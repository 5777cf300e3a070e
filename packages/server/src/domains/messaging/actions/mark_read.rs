//! Mark-read action.

use crate::common::{DomainError, DomainResult, MessageId, RequestContext};
use crate::domains::messaging::models::{Conversation, Message};
use crate::kernel::ServerDeps;

/// Mark a message read. Only the receiving participant may do this; the
/// primary store is updated first, then both mirror entries are patched.
pub async fn mark_message_read(
    ctx: &RequestContext,
    message_id: MessageId,
    deps: &ServerDeps,
) -> DomainResult<Message> {
    let message = Message::find_by_id(message_id, &deps.db_pool)
        .await?
        .ok_or(DomainError::NotFound("message"))?;

    let conversation = Conversation::find_by_id(message.conversation_id, &deps.db_pool)
        .await?
        .ok_or(DomainError::NotFound("conversation"))?;

    if !conversation.involves(ctx.actor) || ctx.actor == message.sender_id {
        return Err(DomainError::denied(
            "only the recipient may mark this message read",
        ));
    }

    let updated = Message::mark_read(message_id, &deps.db_pool).await?;

    let recipient = conversation.other_participant(updated.sender_id);
    deps.replicator.replicate_read(&updated, recipient).await;

    Ok(updated)
}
--------
WORK REQUIRED:
Find the word "messaging" in the records and pull out each line that has it.

SOLUTION TO THE EXERCISE:
filename packages/server/src/domains/messaging/actions/mark_read.rs
use crate::domains::messaging::models::{Conversation, Message};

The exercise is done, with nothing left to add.